L’année 2013 fut riche en sorties hip-hop de l’autre côté de l’Atlantique. Les grosses pointures, que sont Jay-Z et Kanye West, les nouvelles figures de proue du rap game, A$AP Rocky et Drake, les jeunes rappeurs qui cherchent à confirmer leur talent, représentés par Earl et Mac Miller, les vieux dinosaures tapis dans l’ombre, R.A. The Rugged Man et Ghostface Killah, et bien d’autres encore…Tous ont répondu présents lors de cette année écoulée, pour nous offrir ce qui se fait de mieux actuellement. Petite sélection des albums phares de 2013, par HHSOM et pour votre plus grand plaisir.
Danny Brown – Old

Après plusieurs mixtapes et albums téléchargeables gratuitement, le rappeur le plus déjanté de Detroit a choisi 2013 pour commercialiser son premier album, sobrement intitulé Old.

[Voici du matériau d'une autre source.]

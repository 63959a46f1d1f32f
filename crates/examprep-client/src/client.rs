//! ExamPrep HTTP client implementation.

use reqwest::Client;
use std::time::Duration;

use examprep_core::{JobId, PaperId, UserId};

use crate::error::ClientError;
use crate::types::{
    ApiErrorResponse, BalanceResponse, DeductRequest, DeductionResponse, Envelope,
    GeneratePaperRequest, GenerationTicket, JobStatus, TransactionPage,
};

/// ExamPrep API client.
///
/// Service calls authenticate with the API key; student calls take the
/// student's access token.
#[derive(Debug, Clone)]
pub struct ExamPrepClient {
    client: Client,
    base_url: String,
    api_key: String,
    service_name: String,
}

impl ExamPrepClient {
    /// Create a new client.
    ///
    /// # Arguments
    ///
    /// * `base_url` - Base URL of the examprep service (e.g., `"http://examprep:8080"`)
    /// * `api_key` - Service API key for authentication
    pub fn new(
        base_url: impl Into<String>,
        api_key: impl Into<String>,
    ) -> Result<Self, ClientError> {
        Self::with_options(base_url, api_key, ClientOptions::default())
    }

    /// Create a new client with custom options.
    pub fn with_options(
        base_url: impl Into<String>,
        api_key: impl Into<String>,
        options: ClientOptions,
    ) -> Result<Self, ClientError> {
        let client = Client::builder()
            .timeout(Duration::from_secs(options.timeout_seconds))
            .build()
            .map_err(|e| ClientError::Configuration(e.to_string()))?;

        Ok(Self {
            client,
            base_url: base_url.into().trim_end_matches('/').to_string(),
            api_key: api_key.into(),
            service_name: options.service_name,
        })
    }

    /// Deduct one credit from a user.
    ///
    /// Passing `related_paper_id` makes the charge idempotent per paper: a
    /// second call for the same paper fails with [`ClientError::DuplicateEvent`].
    ///
    /// # Errors
    ///
    /// Returns [`ClientError::InsufficientCredits`] when the balance is zero,
    /// or another error if the request fails.
    pub async fn deduct_credit(
        &self,
        user_id: UserId,
        related_paper_id: Option<PaperId>,
        notes: Option<&str>,
    ) -> Result<DeductionResponse, ClientError> {
        let url = format!("{}/v1/credits/deduct", self.base_url);
        let request = DeductRequest {
            user_id,
            related_paper_id,
            notes: notes.map(str::to_string),
        };

        let response = self
            .client
            .post(&url)
            .header("x-api-key", &self.api_key)
            .header("x-service-name", &self.service_name)
            .json(&request)
            .send()
            .await?;

        self.handle_response(response).await
    }

    /// Get a user's current balance (requires the user's access token).
    ///
    /// # Errors
    ///
    /// Returns an error if the request fails or the server returns an error.
    pub async fn get_balance(&self, user_jwt: &str) -> Result<BalanceResponse, ClientError> {
        let url = format!("{}/v1/credits/balance", self.base_url);

        let response = self
            .client
            .get(&url)
            .header("authorization", format!("Bearer {user_jwt}"))
            .send()
            .await?;

        self.handle_response(response).await
    }

    /// Get a page of a user's transaction history, newest first.
    ///
    /// # Errors
    ///
    /// Returns an error if the request fails or the server returns an error.
    pub async fn get_transactions(
        &self,
        user_jwt: &str,
        page: u32,
        limit: u32,
    ) -> Result<TransactionPage, ClientError> {
        let url = format!("{}/v1/credits/transactions", self.base_url);

        let response = self
            .client
            .get(&url)
            .header("authorization", format!("Bearer {user_jwt}"))
            .query(&[("page", page), ("limit", limit)])
            .send()
            .await?;

        self.handle_response(response).await
    }

    /// Pay for a paper and queue its generation.
    ///
    /// # Errors
    ///
    /// Returns [`ClientError::InsufficientCredits`] when the balance is zero,
    /// or another error if the request fails.
    pub async fn generate_paper(
        &self,
        user_jwt: &str,
        topic: &str,
    ) -> Result<GenerationTicket, ClientError> {
        let url = format!("{}/v1/papers", self.base_url);

        let response = self
            .client
            .post(&url)
            .header("authorization", format!("Bearer {user_jwt}"))
            .json(&GeneratePaperRequest { topic })
            .send()
            .await?;

        self.handle_response(response).await
    }

    /// Poll a generation job.
    ///
    /// # Errors
    ///
    /// Returns an error if the request fails or the server returns an error.
    pub async fn get_job(&self, user_jwt: &str, job_id: JobId) -> Result<JobStatus, ClientError> {
        let url = format!("{}/v1/papers/jobs/{job_id}", self.base_url);

        let response = self
            .client
            .get(&url)
            .header("authorization", format!("Bearer {user_jwt}"))
            .send()
            .await?;

        self.handle_response(response).await
    }

    /// Unwrap the success envelope or convert the error body.
    async fn handle_response<T: serde::de::DeserializeOwned>(
        &self,
        response: reqwest::Response,
    ) -> Result<T, ClientError> {
        let status = response.status();

        if status.is_success() {
            let envelope: Envelope<T> = response.json().await?;
            return Ok(envelope.data);
        }

        // Try to parse error response
        let error_body: Result<ApiErrorResponse, _> = response.json().await;

        match error_body {
            Ok(api_error) => {
                let code = api_error.error.code.as_str();
                let message = api_error.error.message;
                let detail = |key: &str| {
                    api_error
                        .error
                        .details
                        .as_ref()
                        .and_then(|d| d.get(key))
                        .and_then(serde_json::Value::as_i64)
                        .unwrap_or(0)
                };

                tracing::debug!(code, status = status.as_u16(), "examprep API error");

                // Map specific error codes to typed errors
                match code {
                    "INSUFFICIENT_CREDITS" => Err(ClientError::InsufficientCredits {
                        balance: detail("balance"),
                        required: detail("required"),
                    }),
                    "DUPLICATE_EVENT" => Err(ClientError::DuplicateEvent { message }),
                    "NOT_FOUND" => Err(ClientError::NotFound { message }),
                    "UNAUTHORIZED" => Err(ClientError::Unauthorized),
                    _ => Err(ClientError::Api {
                        code: code.to_string(),
                        message,
                        status: status.as_u16(),
                    }),
                }
            }
            Err(_) => Err(ClientError::Api {
                code: "UNKNOWN".to_string(),
                message: format!("HTTP {status}"),
                status: status.as_u16(),
            }),
        }
    }
}

/// Client options for customization.
#[derive(Debug, Clone)]
pub struct ClientOptions {
    /// Request timeout in seconds (default: 30).
    pub timeout_seconds: u64,
    /// Service name to include in requests.
    pub service_name: String,
}

impl Default for ClientOptions {
    fn default() -> Self {
        Self {
            timeout_seconds: 30,
            service_name: "unknown".to_string(),
        }
    }
}

impl ClientOptions {
    /// Create options with a service name.
    #[must_use]
    pub fn with_service_name(name: impl Into<String>) -> Self {
        Self {
            service_name: name.into(),
            ..Self::default()
        }
    }
}
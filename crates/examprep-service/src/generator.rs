//! Question generators used by the paper worker.

use std::time::Duration;

use async_trait::async_trait;
use serde::{Deserialize, Serialize};

use examprep_core::PaperQuestion;

/// Generation failures. Every variant is retried by the worker.
#[derive(Debug, thiserror::Error)]
pub enum GeneratorError {
    /// The request never got a response.
    #[error("generator request failed: {0}")]
    Request(String),

    /// The generator answered with an error status.
    #[error("generator returned status {0}")]
    Status(u16),

    /// The response could not be used.
    #[error("invalid generator response: {0}")]
    InvalidResponse(String),
}

/// Produces the questions for a paper.
#[async_trait]
pub trait PaperGenerator: Send + Sync {
    /// Generate questions about `topic`.
    async fn generate(&self, topic: &str) -> Result<Vec<PaperQuestion>, GeneratorError>;
}

#[derive(Debug, Serialize)]
struct GenerateRequest<'a> {
    topic: &'a str,
}

#[derive(Debug, Deserialize)]
struct GenerateResponse {
    questions: Vec<PaperQuestion>,
}

/// Calls an external generation endpoint with `POST { "topic": ... }`.
#[derive(Debug, Clone)]
pub struct HttpPaperGenerator {
    client: reqwest::Client,
    url: String,
}

impl HttpPaperGenerator {
    /// Create a generator posting to `url`.
    pub fn new(url: impl Into<String>, timeout: Duration) -> Result<Self, reqwest::Error> {
        let client = reqwest::Client::builder().timeout(timeout).build()?;
        Ok(Self {
            client,
            url: url.into(),
        })
    }
}

#[async_trait]
impl PaperGenerator for HttpPaperGenerator {
    async fn generate(&self, topic: &str) -> Result<Vec<PaperQuestion>, GeneratorError> {
        let response = self
            .client
            .post(&self.url)
            .json(&GenerateRequest { topic })
            .send()
            .await
            .map_err(|e| GeneratorError::Request(e.to_string()))?;

        let status = response.status();
        if !status.is_success() {
            return Err(GeneratorError::Status(status.as_u16()));
        }

        let body: GenerateResponse = response
            .json()
            .await
            .map_err(|e| GeneratorError::InvalidResponse(e.to_string()))?;

        if body.questions.is_empty() {
            return Err(GeneratorError::InvalidResponse("no questions".into()));
        }
        Ok(body.questions)
    }
}

/// Returns one fixed question. Used when no generator URL is configured.
#[derive(Debug, Default)]
pub struct SampleGenerator;

#[async_trait]
impl PaperGenerator for SampleGenerator {
    async fn generate(&self, topic: &str) -> Result<Vec<PaperQuestion>, GeneratorError> {
        Ok(vec![PaperQuestion {
            question_text: format!("Sample question about {topic}"),
            options: vec![
                "Option A".into(),
                "Option B".into(),
                "Option C".into(),
                "Option D".into(),
            ],
            correct_answer: "Option A".into(),
        }])
    }
}
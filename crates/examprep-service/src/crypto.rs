//! HMAC helpers for Razorpay webhook signatures and OTP digests.

use hmac::{Hmac, Mac};
use sha2::Sha256;

type HmacSha256 = Hmac<Sha256>;

/// Compute HMAC-SHA256 over `message` and return it hex encoded (64 characters).
///
/// # Panics
///
/// Never in practice: HMAC accepts keys of any length (RFC 2104).
#[must_use]
pub fn hmac_sha256_hex(secret: &str, message: &[u8]) -> String {
    // INVARIANT: HMAC-SHA256 accepts keys of any size per RFC 2104, so
    // `new_from_slice` only fails if the Hmac implementation is broken.
    let mut mac =
        HmacSha256::new_from_slice(secret.as_bytes()).expect("HMAC-SHA256 accepts any key size");
    mac.update(message);
    hex::encode(mac.finalize().into_bytes())
}

/// Check a Razorpay `x-razorpay-signature` header against the raw request body.
#[must_use]
pub fn verify_webhook_signature(secret: &str, body: &[u8], signature: &str) -> bool {
    let expected = hmac_sha256_hex(secret, body);
    constant_time_eq(&expected, &signature.trim().to_ascii_lowercase())
}

/// Constant-time string comparison.
///
/// Length is not secret; only the content comparison is constant time.
#[must_use]
pub fn constant_time_eq(a: &str, b: &str) -> bool {
    if a.len() != b.len() {
        return false;
    }

    let mut result = 0u8;
    for (x, y) in a.bytes().zip(b.bytes()) {
        result |= x ^ y;
    }
    result == 0
}

#[cfg(test)]
mod tests {
    use super::*;

    #[test]
    fn hmac_matches_known_vector() {
        let result = hmac_sha256_hex("key", b"The quick brown fox jumps over the lazy dog");
        assert_eq!(
            result,
            "f7bc83f430538424b13298e6aa6fb143ef4d59a14946175997479dbc2d1a3cd8"
        );
    }

    #[test]
    fn webhook_signature_accepts_own_digest() {
        let body = br#"{"event":"payment.captured"}"#;
        let signature = hmac_sha256_hex("whsec", body);
        assert!(verify_webhook_signature("whsec", body, &signature));
        assert!(verify_webhook_signature(
            "whsec",
            body,
            &signature.to_ascii_uppercase()
        ));
        assert!(!verify_webhook_signature("other", body, &signature));
        assert!(!verify_webhook_signature("whsec", b"{}", &signature));
    }

    #[test]
    fn constant_time_eq_compares_content_and_length() {
        assert!(constant_time_eq("abc", "abc"));
        assert!(constant_time_eq("", ""));
        assert!(!constant_time_eq("abc", "abd"));
        assert!(!constant_time_eq("abc", "ab"));
        assert!(!constant_time_eq("abc", "ABC"));
    }
}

Sobre? Cet album est tout le contraire. Ingénieusement scindé en deux parties distinctes, l’une faisant la part belle à l’ancien Danny Brown, celui que l’on a pu entendre sur des projets tels que Hot Soup en 2007, l’autre constituant une véritable ode aux drogues; l’album contient tout ce que l’auto-proclamé Black Brad Pitt sait faire de mieux. Rappelant de façon sombre et cynique son passé de dealer et de taulard, sa jeunesse dans un milieu difficile, la première partie se veut introspective et intime. Puis, Daniel grandit. Il maigrit, échange ses grosses doudounes pour des jeans slims, se coupe les cheveux. Il ne vend plus de dope, il la consomme. MDMA, weed, ecstasy, tout y passe; Daniel est devenu une rockstar et le fait savoir sur la deuxième partie de son album. Toujours entouré de ses compères de chez Fool’s Gold, il nous fait passer de sa cellule à une énorme house party décadente, du rap froid de Motor City à de la dubstep qui déboîte. Bah ouais, Danny fait plaisir à tout le monde et se fait plaisir. Autobiographie d’un trentenaire pas comme les autres, Old est à l’image de son créateur : ambivalent, voire schizophrène, mais génial et fascinant.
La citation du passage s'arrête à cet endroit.